If that’s the case then why, at the post fight press conference when Juarez asked the crowd who they thought won the fight, did De la Hoya seemingly cut things short? I understand that this is a business and promoters have to back their fighters up, but haven’t the fans been fed the B.S. for too many years? De la Hoya would win some admiration if he was a promoter that stood up there and told the world how lame the excuses are for this controversial fighter that his fighter won. De la Hoya was not shy about his disdain when he lost to Felix Trinidad or Shane Mosely the second time around. Things are different when the shoe is on the other foot evidently.
What are you as fans supposed to do with instances like this walking all over the sport? Let’s not act like this is a new, one-time problem. It happens all throughout the game and nothing - I repeat - nothing - has been done to even come close to patching the holes. Judges and commissions seem to get a PASS when it comes to accountability for their actions or mistakes. Fighters, on the other hand, get fined or have their purses held or face suspensions whenever they make a mistake that is in some way detrimental to a fight or the outcome of one.
Ask yourself this: When’s the last time a judge was suspended? When’s the last time anyone other than a boxer was punished for committing some sort of crime inside of the ring?
The bottom line: There is no accountability for anyone in boxing other than those who produce the drama and excitement between those ropes.
The same guys who are fighting each fight in hopes of getting a shot at a payday that will make all of the sacrifice and hard work overturn the mounts of pure crap they have to go through to make a living by those in charge. When you add it up, boxing doesn’t make sense because for two main reasons. 1) Those in charge don’t have to answer to anyone. 2) They’ve been getting away with scandals, fraud and bogus decisions since the evolution of the sport, so why would they change the way they operate the business?
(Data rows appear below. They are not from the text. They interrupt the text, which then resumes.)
use fluxcell_common::narrow;

/// A bounded quantity of energy with per-operation transfer ceilings.
///
/// All four fields are tracked at full `i64` width. The legacy protocol reads
/// them through saturating `i32` conversions, so a pool larger than `i32::MAX`
/// stays correct internally and simply looks "full" to narrow callers.
///
/// Fields are private: every mutation goes through an operation that keeps
/// `0 <= stored <= capacity`.
#[derive(Debug, Clone, PartialEq, Eq)]
pub struct EnergyPool {
    stored: i64,
    capacity: i64,
    max_receive: i64,
    max_extract: i64,
}

impl EnergyPool {
    /// Create an empty pool whose receive and extract rates equal its capacity.
    pub fn new(capacity: i64) -> Self {
        Self::with_rates(capacity, capacity, capacity)
    }

    /// Create an empty pool with one shared rate for both directions.
    pub fn with_max_transfer(capacity: i64, max_transfer: i64) -> Self {
        Self::with_rates(capacity, max_transfer, max_transfer)
    }

    /// Create an empty pool with distinct receive and extract rates.
    ///
    /// Construction never fails: capacity is raised to at least `1` and
    /// negative rates are raised to `0`.
    pub fn with_rates(capacity: i64, max_receive: i64, max_extract: i64) -> Self {
        Self {
            stored: 0,
            capacity: capacity.max(1),
            max_receive: max_receive.max(0),
            max_extract: max_extract.max(0),
        }
    }

    pub fn stored(&self) -> i64 {
        self.stored
    }

    pub fn capacity(&self) -> i64 {
        self.capacity
    }

    pub fn max_receive(&self) -> i64 {
        self.max_receive
    }

    pub fn max_extract(&self) -> i64 {
        self.max_extract
    }

    /// Free space left before the pool is full.
    pub fn headroom(&self) -> i64 {
        self.capacity - self.stored
    }

    // --- Extended protocol ---

    /// Amount a `take(amount, _)` would hand out right now.
    pub fn extractable(&self, amount: i64) -> i64 {
        amount.max(0).min(self.max_extract).min(self.stored)
    }

    /// Amount a `give(amount, _)` would accept right now.
    pub fn receivable(&self, amount: i64) -> i64 {
        amount.max(0).min(self.max_receive).min(self.headroom())
    }

    /// Extract up to `amount`, limited by the stored quantity and the extract
    /// rate. With `simulate` set the result is computed but nothing changes.
    pub fn take(&mut self, amount: i64, simulate: bool) -> i64 {
        let taken = self.extractable(amount);
        if !simulate && taken > 0 {
            self.stored -= taken;
            tracing::trace!(taken, stored = self.stored, "energy extracted");
        }
        taken
    }

    /// Insert up to `amount`, limited by free space and the receive rate.
    /// With `simulate` set the result is computed but nothing changes.
    pub fn give(&mut self, amount: i64, simulate: bool) -> i64 {
        let given = self.receivable(amount);
        if !simulate && given > 0 {
            self.stored += given;
            tracing::trace!(given, stored = self.stored, "energy received");
        }
        given
    }

    // --- Legacy protocol ---

    /// Narrow view of [`stored`](Self::stored).
    pub fn stored_legacy(&self) -> i32 {
        narrow::clamp_quantity(self.stored)
    }

    /// Narrow view of [`capacity`](Self::capacity).
    pub fn capacity_legacy(&self) -> i32 {
        narrow::clamp_quantity(self.capacity)
    }

    pub fn can_extract(&self) -> bool {
        true
    }

    pub fn can_receive(&self) -> bool {
        true
    }

    /// [`give`](Self::give) over the narrow domain.
    pub fn receive_legacy(&mut self, max_amount: i32, simulate: bool) -> i32 {
        narrow::clamp_quantity(self.give(i64::from(max_amount), simulate))
    }

    /// [`take`](Self::take) over the narrow domain.
    pub fn extract_legacy(&mut self, max_amount: i32, simulate: bool) -> i32 {
        narrow::clamp_quantity(self.take(i64::from(max_amount), simulate))
    }

    // --- Mutators ---

    /// Assign the stored quantity, clamped into `[0, capacity]`.
    pub fn set_stored(&mut self, value: i64) {
        self.stored = value.clamp(0, self.capacity);
    }

    /// Shift the stored quantity by `delta`, clamped into `[0, capacity]`.
    pub fn change_stored(&mut self, delta: i64) {
        self.set_stored(self.stored.saturating_add(delta));
    }

    /// Replace the capacity. Ignored when `new_capacity <= 0` or unchanged.
    /// Shrinking below the stored quantity discards the excess.
    pub fn set_capacity(&mut self, new_capacity: i64) {
        if new_capacity <= 0 || new_capacity == self.capacity {
            tracing::debug!(new_capacity, capacity = self.capacity, "capacity change ignored");
            return;
        }
        self.capacity = new_capacity;
        if self.stored > new_capacity {
            self.set_stored(new_capacity);
        }
    }

    /// Set both transfer rates at once. Ignored when `rate < 0`.
    pub fn set_max_transfer(&mut self, rate: i64) {
        if rate < 0 {
            tracing::debug!(rate, "max transfer change ignored");
            return;
        }
        self.max_receive = rate;
        self.max_extract = rate;
    }

    /// Ignored when `rate < 0` or unchanged.
    pub fn set_max_receive(&mut self, rate: i64) {
        if rate < 0 || rate == self.max_receive {
            tracing::debug!(rate, "max receive change ignored");
            return;
        }
        self.max_receive = rate;
    }

    /// Ignored when `rate < 0` or unchanged. Only the extract rate changes.
    pub fn set_max_extract(&mut self, rate: i64) {
        if rate < 0 || rate == self.max_extract {
            tracing::debug!(rate, "max extract change ignored");
            return;
        }
        self.max_extract = rate;
    }

    /// Fold `other` into this pool.
    ///
    /// Stored amount and capacity become the sums of both pools' narrow
    /// views. Rates keep this pool's values. The capacity is widened first so
    /// the combined stored amount is not clipped by the old capacity.
    pub fn merge(&mut self, other: &EnergyPool) {
        let stored = i64::from(self.stored_legacy()) + i64::from(other.stored_legacy());
        let capacity = i64::from(self.capacity_legacy()) + i64::from(other.capacity_legacy());
        self.set_capacity(capacity);
        self.set_stored(stored);
        tracing::debug!(stored = self.stored, capacity = self.capacity, "pools merged");
    }
}

#[cfg(test)]
mod tests {
    use super::*;

    fn pool(stored: i64, capacity: i64, max_receive: i64, max_extract: i64) -> EnergyPool {
        let mut p = EnergyPool::with_rates(capacity, max_receive, max_extract);
        p.set_stored(stored);
        p
    }

    #[test]
    fn constructors_default_rates() {
        let p = EnergyPool::new(1000);
        assert_eq!(p.stored(), 0);
        assert_eq!(p.capacity(), 1000);
        assert_eq!(p.max_receive(), 1000);
        assert_eq!(p.max_extract(), 1000);

        let p = EnergyPool::with_max_transfer(1000, 40);
        assert_eq!(p.max_receive(), 40);
        assert_eq!(p.max_extract(), 40);
    }

    #[test]
    fn constructor_repairs_invalid_arguments() {
        let p = EnergyPool::with_rates(0, -3, -4);
        assert_eq!(p.capacity(), 1);
        assert_eq!(p.max_receive(), 0);
        assert_eq!(p.max_extract(), 0);
    }

    #[test]
    fn take_is_clamped_by_extract_rate() {
        let mut p = pool(50, 100, 100, 30);
        assert_eq!(p.take(100, false), 30);
        assert_eq!(p.stored(), 20);
    }

    #[test]
    fn take_is_clamped_by_stored() {
        let mut p = pool(20, 100, 100, 30);
        assert_eq!(p.take(100, false), 20);
        assert_eq!(p.stored(), 0);
    }

    #[test]
    fn give_is_clamped_at_capacity() {
        let mut p = pool(90, 100, 50, 100);
        assert_eq!(p.give(50, false), 10);
        assert_eq!(p.stored(), 100);
    }

    #[test]
    fn non_positive_amounts_transfer_nothing() {
        let mut p = pool(50, 100, 100, 100);
        assert_eq!(p.take(0, false), 0);
        assert_eq!(p.take(-10, false), 0);
        assert_eq!(p.give(-10, false), 0);
        assert_eq!(p.stored(), 50);
    }

    #[test]
    fn simulate_matches_commit_without_mutating() {
        let mut p = pool(50, 100, 25, 30);
        let simulated = p.take(100, true);
        assert_eq!(p.stored(), 50);
        let committed = p.take(100, false);
        assert_eq!(simulated, committed);
        assert_eq!(p.stored(), 20);

        let simulated = p.give(100, true);
        assert_eq!(p.stored(), 20);
        let committed = p.give(100, false);
        assert_eq!(simulated, committed);
        assert_eq!(p.stored(), 45);
    }

    #[test]
    fn legacy_views_saturate() {
        let mut p = EnergyPool::new(i64::from(i32::MAX) * 4);
        p.set_stored(i64::from(i32::MAX) * 3);
        assert_eq!(p.capacity_legacy(), i32::MAX);
        assert_eq!(p.stored_legacy(), i32::MAX);
        assert_eq!(p.capacity(), i64::from(i32::MAX) * 4);
    }

    #[test]
    fn legacy_transfers_share_state() {
        let mut p = pool(50, 100, 100, 100);
        assert_eq!(p.extract_legacy(20, false), 20);
        assert_eq!(p.stored(), 30);
        assert_eq!(p.receive_legacy(5, true), 5);
        assert_eq!(p.stored(), 30);
        assert_eq!(p.receive_legacy(-5, false), 0);
        assert!(p.can_extract());
        assert!(p.can_receive());
    }

    #[test]
    fn legacy_extract_from_huge_pool_stays_in_range() {
        let huge = i64::from(i32::MAX) * 2;
        let mut p = EnergyPool::new(huge);
        p.set_stored(huge);
        assert_eq!(p.extract_legacy(i32::MAX, false), i32::MAX);
        assert_eq!(p.stored(), huge - i64::from(i32::MAX));
    }

    #[test]
    fn set_stored_clamps() {
        let mut p = EnergyPool::new(100);
        p.set_stored(500);
        assert_eq!(p.stored(), 100);
        p.set_stored(-5);
        assert_eq!(p.stored(), 0);
    }

    #[test]
    fn change_stored_clamps_and_saturates() {
        let mut p = EnergyPool::new(100);
        p.change_stored(60);
        p.change_stored(60);
        assert_eq!(p.stored(), 100);
        p.change_stored(i64::MIN);
        assert_eq!(p.stored(), 0);
        p.change_stored(i64::MAX);
        assert_eq!(p.stored(), 100);
    }

    #[test]
    fn shrinking_capacity_reclamps_stored() {
        let mut p = pool(80, 100, 100, 100);
        p.set_capacity(50);
        assert_eq!(p.capacity(), 50);
        assert_eq!(p.stored(), 50);
    }

    #[test]
    fn growing_capacity_keeps_stored() {
        let mut p = pool(80, 100, 100, 100);
        p.set_capacity(500);
        assert_eq!(p.stored(), 80);
    }

    #[test]
    fn invalid_capacity_is_ignored() {
        let mut p = pool(80, 100, 100, 100);
        p.set_capacity(0);
        p.set_capacity(-20);
        assert_eq!(p.capacity(), 100);
        assert_eq!(p.stored(), 80);
    }

    #[test]
    fn negative_rates_are_ignored() {
        let mut p = EnergyPool::with_rates(100, 10, 20);
        p.set_max_receive(-1);
        p.set_max_extract(-1);
        p.set_max_transfer(-1);
        assert_eq!(p.max_receive(), 10);
        assert_eq!(p.max_extract(), 20);
    }

    #[test]
    fn set_max_transfer_sets_both() {
        let mut p = EnergyPool::with_rates(100, 10, 20);
        p.set_max_transfer(0);
        assert_eq!(p.max_receive(), 0);
        assert_eq!(p.max_extract(), 0);
    }

    #[test]
    fn set_max_extract_leaves_receive_rate_alone() {
        let mut p = EnergyPool::with_rates(100, 10, 20);
        p.set_max_extract(7);
        assert_eq!(p.max_extract(), 7);
        assert_eq!(p.max_receive(), 10);

        p.set_max_receive(3);
        assert_eq!(p.max_receive(), 3);
        assert_eq!(p.max_extract(), 7);
    }

    #[test]
    fn merge_sums_stored_and_capacity() {
        let mut a = EnergyPool::with_rates(100, 11, 12);
        a.set_stored(10);
        let mut b = EnergyPool::with_rates(50, 99, 99);
        b.set_stored(5);

        a.merge(&b);
        assert_eq!(a.stored(), 15);
        assert_eq!(a.capacity(), 150);
        assert_eq!(a.max_receive(), 11);
        assert_eq!(a.max_extract(), 12);
    }

    #[test]
    fn merge_keeps_energy_of_full_pools() {
        let mut a = pool(100, 100, 1, 1);
        let b = pool(50, 50, 1, 1);
        a.merge(&b);
        assert_eq!(a.stored(), 150);
        assert_eq!(a.capacity(), 150);
    }

    #[test]
    fn merge_uses_narrow_views() {
        let huge = i64::from(i32::MAX) + 1000;
        let mut a = EnergyPool::new(huge);
        a.set_stored(huge);
        let b = pool(10, 20, 1, 1);
        a.merge(&b);
        assert_eq!(a.capacity(), i64::from(i32::MAX) + 20);
        assert_eq!(a.stored(), i64::from(i32::MAX) + 10);
    }
}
It’s a sad piece of reality that plagues a sport millions love. The big wigs don’t want you the fan to see this part of boxing - they’d prefer to have it cast out amongst the shadows. They will pile excuses on about how things in boxing are great or how mistakes that have happened once before are sure to never emerge again.
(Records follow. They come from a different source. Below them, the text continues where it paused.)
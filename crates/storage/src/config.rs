use serde::{Deserialize, Serialize};
use std::path::Path;

use crate::error::ConfigError;
use crate::pool::EnergyPool;

/// Declarative description of a pool, loadable from YAML or JSON.
///
/// Rate precedence: an explicit `max_receive`/`max_extract` wins over
/// `max_transfer`, which wins over the capacity default.
#[derive(Debug, Clone, PartialEq, Eq, Serialize, Deserialize)]
pub struct PoolConfig {
    pub capacity: i64,
    #[serde(default, skip_serializing_if = "Option::is_none")]
    pub max_transfer: Option<i64>,
    #[serde(default, skip_serializing_if = "Option::is_none")]
    pub max_receive: Option<i64>,
    #[serde(default, skip_serializing_if = "Option::is_none")]
    pub max_extract: Option<i64>,
    #[serde(default, skip_serializing_if = "Option::is_none")]
    pub initial_stored: Option<i64>,
}

impl PoolConfig {
    /// Config for an empty pool with rates equal to `capacity`.
    pub fn new(capacity: i64) -> Self {
        Self {
            capacity,
            max_transfer: None,
            max_receive: None,
            max_extract: None,
            initial_stored: None,
        }
    }

    pub fn resolved_max_receive(&self) -> i64 {
        self.max_receive
            .or(self.max_transfer)
            .unwrap_or(self.capacity)
    }

    pub fn resolved_max_extract(&self) -> i64 {
        self.max_extract
            .or(self.max_transfer)
            .unwrap_or(self.capacity)
    }

    /// Reject values a pool would otherwise silently repair.
    pub fn validate(&self) -> Result<(), ConfigError> {
        if self.capacity <= 0 {
            return Err(ConfigError::InvalidCapacity(self.capacity));
        }
        for (field, value) in [
            ("max_transfer", self.max_transfer),
            ("max_receive", self.max_receive),
            ("max_extract", self.max_extract),
        ] {
            if let Some(value) = value.filter(|v| *v < 0) {
                return Err(ConfigError::NegativeRate { field, value });
            }
        }
        if let Some(stored) = self.initial_stored {
            if !(0..=self.capacity).contains(&stored) {
                return Err(ConfigError::StoredOutOfRange {
                    stored,
                    capacity: self.capacity,
                });
            }
        }
        Ok(())
    }

    pub fn from_yaml_str(s: &str) -> Result<Self, ConfigError> {
        let config: Self = serde_yaml::from_str(s)?;
        config.validate()?;
        Ok(config)
    }

    pub fn from_json_str(s: &str) -> Result<Self, ConfigError> {
        let config: Self = serde_json::from_str(s)?;
        config.validate()?;
        Ok(config)
    }

    /// Load a config file, picking the parser from the file extension.
    pub fn load(path: impl AsRef<Path>) -> Result<Self, ConfigError> {
        let path = path.as_ref();
        let ext = path
            .extension()
            .and_then(|e| e.to_str())
            .map(str::to_ascii_lowercase);
        let contents = match ext.as_deref() {
            Some("yaml" | "yml" | "json") => std::fs::read_to_string(path)?,
            _ => return Err(ConfigError::UnsupportedFormat(path.to_path_buf())),
        };
        tracing::debug!(path = %path.display(), "loading pool config");
        if ext.as_deref() == Some("json") {
            Self::from_json_str(&contents)
        } else {
            Self::from_yaml_str(&contents)
        }
    }
}

impl EnergyPool {
    /// Build a pool from a validated config.
    pub fn from_config(config: &PoolConfig) -> Result<Self, ConfigError> {
        config.validate()?;
        let mut pool = Self::with_rates(
            config.capacity,
            config.resolved_max_receive(),
            config.resolved_max_extract(),
        );
        if let Some(stored) = config.initial_stored {
            pool.set_stored(stored);
        }
        Ok(pool)
    }

    /// Snapshot of this pool's configuration, including its current fill.
    pub fn config(&self) -> PoolConfig {
        PoolConfig {
            capacity: self.capacity(),
            max_transfer: None,
            max_receive: Some(self.max_receive()),
            max_extract: Some(self.max_extract()),
            initial_stored: Some(self.stored()),
        }
    }
}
Don’t buy into the propaganda. And most importantly, stop settling for it. Unfortunately for a young, hungry up and comer like Rocky Juarez, he has to settle for such mediocre scoring discipline among judges at ringside. Never mind that this a young man who is probably being told by those round him: ‘Your career lies in what you do inside the ring. Your work ethic and dedication. Your desire to be the best.’
Juarez knows differently, though. He told Larry Merchant that getting a draw in California against a De la Hoya stable mate was as good as a win in his book.
Someone forgot to tell the kid that it wasn’t good enough in the judges book. The same book that has been corrupt to so many other fighters has the potential to control Juarez’s career.
Hopefully someone tells him that it’s best not to leave the fight in the hands of the judges.
Hey, here’s an idea: Maybe fights should go on until there’s only one man standing? As far-fetched as it may sound, there would probably be a lot less controversy.
DROOLING-DLH: Did anyone else find it annoying to hear Jim Lampley and his nearly orgasmic tone when speaking about de la Hoya’s destruction of Ricardo Mayorga a couple weeks ago? I love de la Hoya and respect what he’s done between the ropes, but if you didn’t know who Mayorga was before the fight, you might have confused the fight with one of the many Sugar Ray Robinson Jake LaMatta battles. Now that de la Hoya is a champ once again I wonder how long it will take Brian Kenney to put him on the hot seat and grill him like he was so adamant in doing to Floyd Mayweather Jr. after he beat Zab Judah for a paper title.